A high-flying young student surprised the residents of a North Clare village when he made a quick visit – by helicopter today.
Trainee pilot Marco White, 21 flew into Lisdoonvarna with his instructor Donal Loughnane to the delight of Ukrainian refugees who were offered free panoramic rides over the Burren.
There was huge excitement as the helicopter landed in the GAA field next to the Hydro hotel, a business owned by his father Marcus White and home to Ukrainian residents for the past year. Over a two-hour period, the residents were treated to short flights over the village and the surrounding countryside.
A former pupil of Mary Immaculate Secondary school in the village, Marco had been studying computer science in Limerick, before changing to a career in aviation in early 2022.

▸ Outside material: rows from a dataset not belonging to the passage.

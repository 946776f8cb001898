//! # Shared Data Transfer Objects Library
//!
//! This library defines the wire contract between API clients and the remote
//! prediction-market API. All DTOs use JSON serialization via `serde`.
//!
//! ## Structure
//!
//! - **[`dto`]**: Data Transfer Objects for API communication
//!   - **[`dto::auth`]**: OTP and wallet-signature authentication
//!   - **[`dto::market`]**: Market listings, detail and order books
//!   - **[`dto::trade`]**: Trade preview, buy and sell
//!   - **[`dto::wallet`]**: Balances, withdrawals and admin review
//!
//! ## Wire Format
//!
//! The remote API speaks **camelCase** JSON, so every struct carries
//! `#[serde(rename_all = "camelCase")]`. Optional fields are omitted when `None`.
//!
//! ## Usage
//!
//! ```rust,no_run
//! use shared::dto::trade::{Outcome, TradePreviewRequest};
//!
//! let request = TradePreviewRequest {
//!     market_id: "will-it-rain".to_string(),
//!     outcome: Outcome::Yes,
//!     stake: 10.0,
//! };
//! let body = serde_json::to_string(&request).unwrap();
//! assert!(body.contains("\"marketId\""));
//! ```

pub mod dto;

// Re-export commonly used types for convenience
pub use dto::*;
//! # JWT Token Structure
//!
//! Decoding of the three dot-separated segments of a compact JWT without
//! verifying the signature.

use base64::{engine::general_purpose, Engine as _};
use serde::{Deserialize, Serialize};

/// Number of segments in a compact JWS: header, payload, signature.
pub const JWT_SEGMENTS: usize = 3;

/// The JOSE header fields the client cares about.
#[derive(Debug, Clone, Serialize, Deserialize, PartialEq, Eq)]
pub struct TokenHeader {
    /// Raw algorithm name as issued (`"RS256"`, `"none"`, ...)
    pub alg: String,
    #[serde(default, skip_serializing_if = "Option::is_none")]
    pub typ: Option<String>,
}

/// Registered and application claims read from the payload.
///
/// Every field is optional: the server decides which claims it requires, the
/// client only acts on the ones present.
#[derive(Debug, Clone, Default, Serialize, Deserialize, PartialEq, Eq)]
pub struct Claims {
    /// Subject (user ID)
    #[serde(default, skip_serializing_if = "Option::is_none")]
    pub sub: Option<String>,
    /// Expiration time (Unix timestamp)
    #[serde(default, skip_serializing_if = "Option::is_none")]
    pub exp: Option<i64>,
    /// Issued at time (Unix timestamp)
    #[serde(default, skip_serializing_if = "Option::is_none")]
    pub iat: Option<i64>,
    /// Role granted to the subject (`"user"`, `"admin"`)
    #[serde(default, skip_serializing_if = "Option::is_none")]
    pub role: Option<String>,
}

/// Raw segments of a compact JWT.
#[derive(Debug, Clone, Copy)]
pub(crate) struct Segments<'a> {
    pub header: &'a str,
    pub payload: &'a str,
    pub signature: &'a str,
}

/// Split a token into its segments. Returns the segment count on mismatch.
pub(crate) fn split_segments(token: &str) -> Result<Segments<'_>, usize> {
    let parts: Vec<&str> = token.split('.').collect();
    match parts.as_slice() {
        [header, payload, signature] => Ok(Segments {
            header,
            payload,
            signature,
        }),
        _ => Err(parts.len()),
    }
}

/// Decode a base64url (no padding) segment holding a JSON object.
pub(crate) fn decode_json_segment<T: for<'de> Deserialize<'de>>(segment: &str) -> Option<T> {
    if segment.is_empty() {
        return None;
    }
    let bytes = general_purpose::URL_SAFE_NO_PAD.decode(segment).ok()?;
    let value: serde_json::Value = serde_json::from_slice(&bytes).ok()?;
    if !value.is_object() {
        return None;
    }
    serde_json::from_value(value).ok()
}
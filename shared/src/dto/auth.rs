//! # Authentication Data Transfer Objects
//!
//! Two sign-in flows are supported by the remote API:
//!
//! ### Email OTP
//! 1. `POST /auth/request-otp` - [`OtpRequest`]
//! 2. `POST /auth/verify-otp` - [`OtpVerifyRequest`] -> [`AuthSession`]
//!
//! ### Wallet signature
//! 1. `POST /auth/wallet/challenge` - [`WalletChallengeRequest`] -> [`WalletChallengeResponse`]
//! 2. `POST /auth/wallet/verify` - [`WalletVerifyRequest`] -> [`AuthSession`]
//!
//! The returned [`AuthSession::token`] is sent as `Authorization: Bearer <token>`
//! on every protected endpoint.

use serde::{Deserialize, Serialize};

/// Request an email one-time passcode.
#[derive(Debug, Clone, Serialize, Deserialize, PartialEq, Eq)]
#[serde(rename_all = "camelCase")]
pub struct OtpRequest {
    pub email: String,
}

/// Exchange an emailed passcode for a session.
#[derive(Debug, Clone, Serialize, Deserialize, PartialEq, Eq)]
#[serde(rename_all = "camelCase")]
pub struct OtpVerifyRequest {
    pub email: String,
    /// Exactly six ASCII digits, sent as a string
    pub code: String,
}

/// Ask the API for a message to sign with the wallet.
#[derive(Debug, Clone, Serialize, Deserialize, PartialEq, Eq)]
#[serde(rename_all = "camelCase")]
pub struct WalletChallengeRequest {
    pub wallet_address: String,
}

/// Challenge message issued for a wallet address.
#[derive(Debug, Clone, Serialize, Deserialize, PartialEq, Eq)]
#[serde(rename_all = "camelCase")]
pub struct WalletChallengeResponse {
    pub message: String,
}

/// Signed challenge submitted to complete wallet sign-in.
#[derive(Debug, Clone, Serialize, Deserialize, PartialEq, Eq)]
#[serde(rename_all = "camelCase")]
pub struct WalletVerifyRequest {
    pub message: String,
    /// 65-byte secp256k1 signature, `0x`-prefixed hex
    pub signature: String,
}

/// Session issued after a successful sign-in.
#[derive(Debug, Clone, Serialize, Deserialize, PartialEq, Eq)]
#[serde(rename_all = "camelCase")]
pub struct AuthSession {
    pub token: String,
    #[serde(default, skip_serializing_if = "Option::is_none")]
    pub user_id: Option<String>,
    #[serde(default, skip_serializing_if = "Option::is_none")]
    pub expires_at: Option<String>,
}
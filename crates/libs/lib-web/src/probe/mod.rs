//! # Contract Probe
//!
//! Fires the adversarial [`cases::catalog`] at a live API and reports every
//! case where the server broke its side of the request contract.
//!
//! A case fails when:
//! - the status is outside the case's accepted set,
//! - [`audit_response`] finds a disclosure (5xx, stack trace, internal path,
//!   `x-powered-by` on 404, result fields in a rejection),
//! - the body carries a field or substring the case forbids,
//! - no response arrives at all.
//!
//! A case with a [`FollowUp`] sends one more request addressed by the first
//! 200 it got; that response is judged against the follow-up's own rule and
//! its violations are prefixed with its request line.
//!
//! Boundaries run one after another; the cases of a boundary run
//! concurrently.

// region: --- Modules
pub mod cases;
pub mod report;
// endregion: --- Modules

use std::time::Duration;

use futures_util::future::join_all;
use lib_core::contract::{audit_response, ResponseSnapshot};
use lib_core::{Boundary, ClientConfig, ClientError, Result};
use reqwest::header::CONTENT_TYPE;
use reqwest::Client;
use tracing::{info, warn};
use url::Url;

pub use cases::{catalog, Accept, Body, FollowUp, Method, ProbeCase};
pub use report::{CaseOutcome, ProbeReport, Tally};

use crate::api::client::transport_error;

pub struct ContractProbe {
    http: Client,
    base_url: Url,
}

impl ContractProbe {
    pub fn new(base_url: &str, timeout: Duration) -> Result<Self> {
        let base_url = Url::parse(base_url)
            .map_err(|e| ClientError::Config(format!("API_BASE_URL must be a valid URL: {}", e)))?;
        if base_url.cannot_be_a_base() {
            return Err(ClientError::Config("API_BASE_URL must be a base URL".to_string()));
        }
        let http = Client::builder()
            .timeout(timeout)
            .build()
            .map_err(|e| ClientError::Config(format!("Failed to build HTTP client: {}", e)))?;
        Ok(Self { http, base_url })
    }

    pub fn from_config(config: &ClientConfig) -> Result<Self> {
        Self::new(&config.api_base_url, config.timeout())
    }

    fn url_for(&self, case: &ProbeCase) -> Result<Url> {
        let mut url = self.base_url.clone();
        url.path_segments_mut()
            .map_err(|_| ClientError::Config("API base URL cannot carry a path".to_string()))?
            .pop_if_empty()
            .extend(&case.segments);
        url.set_query(case.query.as_deref());
        Ok(url)
    }

    async fn send(&self, case: &ProbeCase) -> Result<ResponseSnapshot> {
        let mut builder = self.http.request(case.method.as_reqwest(), self.url_for(case)?);
        for (name, value) in &case.headers {
            builder = builder.header(name.as_str(), value.as_str());
        }
        builder = match &case.body {
            Body::Empty => builder,
            Body::Json(value) => builder.json(value),
            Body::Raw { content_type, data } => builder.header(CONTENT_TYPE, *content_type).body(data.clone()),
        };

        let response = builder.send().await.map_err(transport_error)?;
        let status = response.status().as_u16();
        let headers = response
            .headers()
            .iter()
            .filter_map(|(name, value)| Some((name.as_str().to_string(), value.to_str().ok()?.to_string())))
            .collect();
        let body = response.text().await.map_err(transport_error)?;

        Ok(ResponseSnapshot { status, headers, body })
    }

    /// Violations in one response.
    pub fn judge(case: &ProbeCase, response: &ResponseSnapshot) -> Vec<String> {
        let mut violations = Vec::new();

        if !case.accept.allows(response.status) {
            violations.push(format!("status {} not accepted ({:?})", response.status, case.accept));
        }

        violations.extend(audit_response(response).iter().map(ToString::to_string));

        if let Some(map) = response.json().as_ref().and_then(|v| v.as_object()) {
            for field in case.forbidden_fields {
                let violation = format!("forbidden field `{field}` in response");
                if map.contains_key(*field) && !violations.contains(&violation) {
                    violations.push(violation);
                }
            }
        }

        for text in case.forbidden_text {
            if response.body.contains(text) {
                violations.push(format!("forbidden text `{text}` in body"));
            }
        }

        violations
    }

    pub async fn run_case(&self, case: &ProbeCase) -> CaseOutcome {
        let responses = join_all((0..case.repeat).map(|_| self.send(case))).await;

        let mut statuses = Vec::with_capacity(responses.len());
        let mut violations = Vec::new();
        let mut next = None;
        for response in responses {
            match response {
                Ok(snapshot) => {
                    statuses.push(snapshot.status);
                    for violation in Self::judge(case, &snapshot) {
                        if !violations.contains(&violation) {
                            violations.push(violation);
                        }
                    }
                    if next.is_none() {
                        next = case.follow_up.as_ref().and_then(|f| f.case_for(case, &snapshot));
                    }
                }
                Err(err) => violations.push(format!("no response: {}", err)),
            }
        }

        if let Some(next) = next {
            let target = next.target();
            match self.send(&next).await {
                Ok(snapshot) => {
                    statuses.push(snapshot.status);
                    violations.extend(Self::judge(&next, &snapshot).into_iter().map(|v| format!("{target}: {v}")));
                }
                Err(err) => violations.push(format!("{target}: no response: {}", err)),
            }
        }

        if violations.is_empty() {
            info!(case = %case.name, boundary = %case.boundary, ?statuses, "probe case passed");
        } else {
            warn!(case = %case.name, boundary = %case.boundary, ?statuses, ?violations, "contract violation");
        }

        CaseOutcome {
            name: case.name.clone(),
            boundary: case.boundary,
            target: case.target(),
            statuses,
            violations,
        }
    }

    /// Run the given cases, boundary by boundary.
    pub async fn run_cases(&self, cases: &[ProbeCase]) -> ProbeReport {
        let mut report = ProbeReport::default();
        for boundary in Boundary::ALL {
            let group: Vec<&ProbeCase> = cases.iter().filter(|c| c.boundary == boundary).collect();
            if group.is_empty() {
                continue;
            }
            info!(%boundary, cases = group.len(), "probing boundary");
            report.outcomes.extend(join_all(group.into_iter().map(|c| self.run_case(c))).await);
        }
        report
    }

    /// Run the full catalog.
    pub async fn run(&self) -> ProbeReport {
        self.run_cases(&catalog()).await
    }
}
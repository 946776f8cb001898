//! # Utilities Library
//!
//! Shared utility functions for environment variables, input validation, and
//! display sanitization.

pub mod envs;
pub mod sanitize;
pub mod validation;

// Re-export commonly used functions
pub use envs::{get_env_list, get_env_or, get_env_parse_or};
pub use sanitize::{escape_html, is_dangerous_url, path_segment_hazard, safe_link, PathHazard, SanitizedText};
pub use validation::{
    is_valid_amount, is_valid_email, is_valid_eth_address, is_valid_otp, is_valid_stake,
    round_to_decimals, validate_email, validate_max_length, validate_min_length,
    validate_not_empty, MAX_SAFE_INTEGER,
};
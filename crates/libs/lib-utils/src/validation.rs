//! # Validation Utilities
//!
//! Input validation helpers shared by the request contract checker.
//!
//! Two flavours live here:
//!
//! - **Predicates** (`is_valid_*`): total functions returning `bool`. They never
//!   panic and accept any input.
//! - **Field validators** (`validate_*`): return a human readable message naming
//!   the offending field, used when a rejection has to be reported to a caller.
//!
//! The predicates mirror the format rules the remote API enforces:
//!
//! | Predicate | Rule |
//! |-----------|------|
//! | [`is_valid_email`] | `^[^\s@]+@[^\s@]+\.[^\s@]+$` |
//! | [`is_valid_eth_address`] | `^0x[a-fA-F0-9]{40}$` |
//! | [`is_valid_otp`] | `^\d{6}$` |
//! | [`is_valid_stake`] | finite and `> 0` |
//! | [`is_valid_amount`] | finite, `>= 0`, `<= MAX_SAFE_INTEGER` |

/// Largest integer a JSON number can carry without losing precision (2^53 - 1).
pub const MAX_SAFE_INTEGER: f64 = 9_007_199_254_740_991.0;

/// Length of the hex body of an Ethereum address (without the `0x` prefix).
const ETH_ADDRESS_HEX_LEN: usize = 40;

/// Number of digits in a one-time passcode.
const OTP_LEN: usize = 6;

// region:    --- Predicates

/// Whitespace as understood by `\s` in the browser regex engine.
///
/// Unicode `White_Space` plus U+FEFF, minus U+0085 (NEL).
fn is_regex_whitespace(c: char) -> bool {
    matches!(
        c,
        '\t' | '\n' | '\u{0B}' | '\u{0C}' | '\r' | ' ' | '\u{A0}' | '\u{1680}'
            | '\u{2000}'..='\u{200A}'
            | '\u{2028}' | '\u{2029}' | '\u{202F}' | '\u{205F}' | '\u{3000}' | '\u{FEFF}'
    )
}

/// Validate email format.
///
/// Exactly one `@`, a non-empty local part, and a domain with a dot that is
/// neither its first nor its last character. No whitespace anywhere.
pub fn is_valid_email(email: &str) -> bool {
    if email.chars().any(is_regex_whitespace) {
        return false;
    }

    let mut parts = email.split('@');
    let (Some(local), Some(domain), None) = (parts.next(), parts.next(), parts.next()) else {
        return false;
    };

    if local.is_empty() || domain.len() < 3 {
        return false;
    }

    // Dot must have at least one character on either side.
    let inner = &domain[domain.char_indices().nth(1).map_or(domain.len(), |(i, _)| i)..];
    let inner = match inner.char_indices().last() {
        Some((i, _)) => &inner[..i],
        None => inner,
    };
    inner.contains('.')
}

/// Validate Ethereum address format: `0x` followed by exactly 40 hex digits.
///
/// Case-insensitive; checksum verification is the contract checker's concern.
pub fn is_valid_eth_address(address: &str) -> bool {
    match address.strip_prefix("0x") {
        Some(hex) => hex.len() == ETH_ADDRESS_HEX_LEN && hex.bytes().all(|b| b.is_ascii_hexdigit()),
        None => false,
    }
}

/// Validate a one-time passcode: exactly six ASCII digits.
pub fn is_valid_otp(code: &str) -> bool {
    code.len() == OTP_LEN && code.bytes().all(|b| b.is_ascii_digit())
}

/// Validate a trade stake. Zero, negative, NaN and infinities are all invalid.
pub fn is_valid_stake(stake: f64) -> bool {
    !stake.is_nan() && stake.is_finite() && stake > 0.0
}

/// Validate a balance-style amount.
///
/// Unlike [`is_valid_stake`] this accepts zero.
pub fn is_valid_amount(amount: f64) -> bool {
    amount.is_finite() && amount >= 0.0 && amount <= MAX_SAFE_INTEGER
}

/// Round to a fixed number of decimal places, half away from zero.
pub fn round_to_decimals(value: f64, decimals: u32) -> f64 {
    let factor = 10f64.powi(decimals as i32);
    (value * factor).round() / factor
}

// endregion: --- Predicates

// region:    --- Field Validators

/// Validate that a string is not empty.
pub fn validate_not_empty(value: &str, field_name: &str) -> Result<(), String> {
    if value.trim().is_empty() {
        Err(format!("{} cannot be empty", field_name))
    } else {
        Ok(())
    }
}

/// Validate email format, reporting a message on failure.
pub fn validate_email(email: &str) -> Result<(), String> {
    if email.is_empty() {
        return Err("Email is required".to_string());
    }
    if is_valid_email(email) {
        Ok(())
    } else {
        Err("Invalid email format".to_string())
    }
}

/// Validate minimum length (in characters).
pub fn validate_min_length(value: &str, min: usize, field_name: &str) -> Result<(), String> {
    if value.chars().count() < min {
        Err(format!("{} must be at least {} characters", field_name, min))
    } else {
        Ok(())
    }
}

/// Validate maximum length (in characters).
pub fn validate_max_length(value: &str, max: usize, field_name: &str) -> Result<(), String> {
    if value.chars().count() > max {
        Err(format!("{} must be at most {} characters", field_name, max))
    } else {
        Ok(())
    }
}

// endregion: --- Field Validators
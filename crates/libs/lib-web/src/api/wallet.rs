//! # Wallet Endpoints
//!
//! Balances, withdrawals and admin review of pending withdrawals.

use lib_auth::BearerCredential;
use lib_core::contract::{check_path_segment, check_reject_reason, check_withdrawal, normalize_amount};
use lib_core::Result;
use shared::{Balance, RejectWithdrawalRequest, WithdrawalReceipt, WithdrawalRequest};
use tracing::info;

use super::client::ApiClient;

/// Role a credential must carry to review withdrawals.
pub const ADMIN_ROLE: &str = "admin";

#[tracing::instrument(skip(client, credential))]
pub async fn balances(client: &ApiClient, credential: &BearerCredential) -> Result<Vec<Balance>> {
    let url = client.endpoint(&["wallet", "balances"])?;
    let builder = client.with_bearer(client.http.get(url), credential)?;
    client.execute(builder, "balances").await
}

/// Request a withdrawal. The amount is rounded to the token's precision
/// before it is checked and sent.
#[tracing::instrument(skip(client, credential), fields(token = %request.token))]
pub async fn withdraw(client: &ApiClient, credential: &BearerCredential, request: &WithdrawalRequest) -> Result<WithdrawalReceipt> {
    let request = WithdrawalRequest {
        amount: normalize_amount(request.token, request.amount),
        ..request.clone()
    };
    check_withdrawal(&request)?;

    let body = client.json_body(&request)?;
    let url = client.endpoint(&["crypto", "withdraw"])?;
    let builder = client.with_bearer(client.http.post(url).json(&body), credential)?;
    let receipt: WithdrawalReceipt = client.execute(builder, "withdraw").await?;

    info!(withdrawal_id = %receipt.id, status = %receipt.status, "withdrawal requested");
    Ok(receipt)
}

/// Reject a pending withdrawal. Requires the `admin` role.
#[tracing::instrument(skip(client, credential, request))]
pub async fn reject_withdrawal(
    client: &ApiClient,
    credential: &BearerCredential,
    withdrawal_id: &str,
    request: &RejectWithdrawalRequest,
) -> Result<WithdrawalReceipt> {
    credential.require_role(ADMIN_ROLE)?;
    check_path_segment("withdrawalId", withdrawal_id)?;
    check_reject_reason(request)?;

    let body = client.json_body(request)?;
    let url = client.endpoint(&["admin", "crypto", "withdrawals", withdrawal_id, "reject"])?;
    let builder = client.with_bearer(client.http.post(url).json(&body), credential)?;
    client.execute(builder, "reject_withdrawal").await
}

He said: “I have always loved flying but would never have imagined it as a career choice. It was only by chance that I heard about this training scheme at the National Flight Centre in Dublin. The best thing about this scheme is the flexibility, you can do it as part of a degree course or independently, like I did.”
“There is no feeling like it in the world, the adrenalin rush I get when I am up in the sky is exhilarating. “
With 45 hours of flying under his belt, Marco will graduate as a private helicopter pilot with his Private Pilot’s Licence PPL (H) in May/June, once he has passed his final exams. The next step will be to train for his commercial pilot’s licence – CLP (H) which requires a total of 155 hours in the sky.
“My ambition is to continue my training and complete my commercial licence. In the meantime, I am working in operations at the National Flight Centre in Dublin. This involves learning everything about aviation; from fuelling aircraft to working in the office and everything in between. It’s great experience and I am learning so much.”
“Once my training is complete, my plan is to move abroad for a few years, get some more international flying experience before returning to Ireland to pursue a career in the aviation industry at Shannon airport.
In recent years, there has been a global decline in the number of young people training to become airline and helicopter pilots. Figures released by Boeing have revealed that there are 602,000 more airline pilots needed over the next 20 years, with an additional 20,000 helicopter pilots required over the next six years.
Darragh Owens, Head of Training at the National Flight Centre said: “Right now there is a global shortage of pilots with all the main aircraft manufacturers forecasting the need for a significant increase from the current numbers.”
“Our graduate pilots enjoy successful careers as Captains, First Officers, Training Captains and Type Rating Examiners with world leading airlines including Aer Lingus, Emerald Airlines, British Airways, Cathay Pacific, Emirates and Ryanair.”
“We need to attract a new generation of young people into the industry. Here at the National Flight Centre we are passionate about training the pilots of the future and supporting students to realise their dream of an exciting aviation career”
“While the integrated/ful time training course involves significant investment by students this should be considered in light of the rewarding salaries that pilots can earn through their career. In fact there has never been a better time to become a pilot.”